■ Work request ■
Each line of the data that includes the string "Kłodzko" is to be copied out.

■ Data for this task ■

//! Wiring shared by the MCP server and the CLI.

use hydrosync_client::clients_from_config;
use hydrosync_core::{
    AppConfig, CacheStore, Error, PersistenceSync, SmartDataService, SourceFetcher, StationDb, StationStore,
    SyncOptions, SyncReport, SystemClock,
};
use std::collections::HashMap;
use std::sync::Arc;

/// Per-run overrides of the configured sync options.
#[derive(Debug, Clone, Copy, Default)]
pub struct SyncOverrides {
    pub batch_size: Option<usize>,
    pub station_limit: Option<usize>,
}

/// The assembled application: service, store and sync.
#[derive(Clone, Debug)]
pub struct App {
    pub config: AppConfig,
    pub service: SmartDataService,
    pub sync: PersistenceSync,
    pub db: StationDb,
}

impl App {
    /// Open the station store and build the live feed clients.
    pub async fn from_config(config: AppConfig) -> Result<Self, Error> {
        let db = StationDb::open(&config.db_path).await?;
        let (hydro, hydro2) = clients_from_config(&config)?;
        Self::with_fetchers(config, db, Arc::new(hydro), Arc::new(hydro2)).await
    }

    pub async fn with_fetchers(
        config: AppConfig, db: StationDb, primary: Arc<dyn SourceFetcher>, secondary: Arc<dyn SourceFetcher>,
    ) -> Result<Self, Error> {
        let policy = config.service_policy();
        let cache = Arc::new(CacheStore::new(Arc::new(SystemClock), policy.stale_grace));
        let service = SmartDataService::new(primary, secondary, cache, policy);
        let sync = PersistenceSync::new(Arc::new(db.clone()));

        let app = Self { config, service, sync, db };
        app.load_station_metadata().await?;
        Ok(app)
    }

    /// Push thresholds and verified coordinates from the store into the
    /// service. Returns how many stations carried either.
    pub async fn load_station_metadata(&self) -> Result<usize, Error> {
        let stations = self.db.list_stations().await?;

        let thresholds: HashMap<_, _> = stations
            .iter()
            .filter_map(|s| s.thresholds().map(|t| (s.station_code.clone(), t)))
            .collect();
        let pinned: HashMap<_, _> = stations
            .iter()
            .filter_map(|s| s.pinned_coordinates().map(|p| (s.station_code.clone(), p)))
            .collect();

        let annotated = stations
            .iter()
            .filter(|s| thresholds.contains_key(&s.station_code) || pinned.contains_key(&s.station_code))
            .count();
        tracing::debug!(thresholds = thresholds.len(), pinned = pinned.len(), "station metadata loaded");

        self.service.set_thresholds(thresholds);
        self.service.set_pinned_coordinates(pinned);
        Ok(annotated)
    }

    /// Sync the current reconciled list into the store.
    pub async fn sync_stations(&self, token: Option<&str>, overrides: SyncOverrides) -> Result<SyncReport, Error> {
        let defaults = self.config.sync_options();
        let options = SyncOptions {
            batch_size: overrides.batch_size.unwrap_or(defaults.batch_size),
            station_limit: overrides.station_limit.or(defaults.station_limit),
            ..defaults
        };
        if options.batch_size == 0 {
            return Err(Error::InvalidInput("batch_size must be at least 1".into()));
        }

        let authorized = self.config.sync_token_matches(token);
        if options.auth_required && !authorized {
            return Err(Error::Unauthorized("a valid sync token is required".into()));
        }

        let data = self.service.get_smart_stations_data().await?;
        let report = self.sync.sync(&data.stations, options, authorized).await?;
        self.load_station_metadata().await?;
        Ok(report)
    }
}

#[cfg(test)]
pub(crate) mod testing {
    use super::*;
    use chrono::{Duration, Utc};
    use hydrosync_core::{RawStationReading, SourceTag, StaticFetcher};

    pub(crate) fn readings(source: SourceTag) -> Vec<RawStationReading> {
        let now = Utc::now();
        match source {
            SourceTag::Hydro => vec![
                RawStationReading::new("150160180", "Kłodzko", source)
                    .with_river("Nysa Kłodzka")
                    .with_water_level(245.0, now - Duration::hours(1))
                    .with_coordinates(50.4361, 16.6544),
                RawStationReading::new("149180020", "Bielsko-Biała", source).with_river("Biała"),
            ],
            SourceTag::Hydro2 => vec![
                RawStationReading::new("150160180", "Kłodzko", source).with_water_level(250.0, now),
                RawStationReading::new("152210170", "Warszawa-Bulwary", source).with_water_level(180.0, now),
            ],
        }
    }

    pub(crate) async fn app(config: AppConfig) -> App {
        let db = StationDb::open_in_memory().await.unwrap();
        App::with_fetchers(
            config,
            db,
            Arc::new(StaticFetcher::new(SourceTag::Hydro, readings(SourceTag::Hydro))),
            Arc::new(StaticFetcher::new(SourceTag::Hydro2, readings(SourceTag::Hydro2))),
        )
        .await
        .unwrap()
    }
}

■ The answer ■
                RawStationReading::new("150160180", "Kłodzko", source)
                RawStationReading::new("150160180", "Kłodzko", source).with_water_level(250.0, now),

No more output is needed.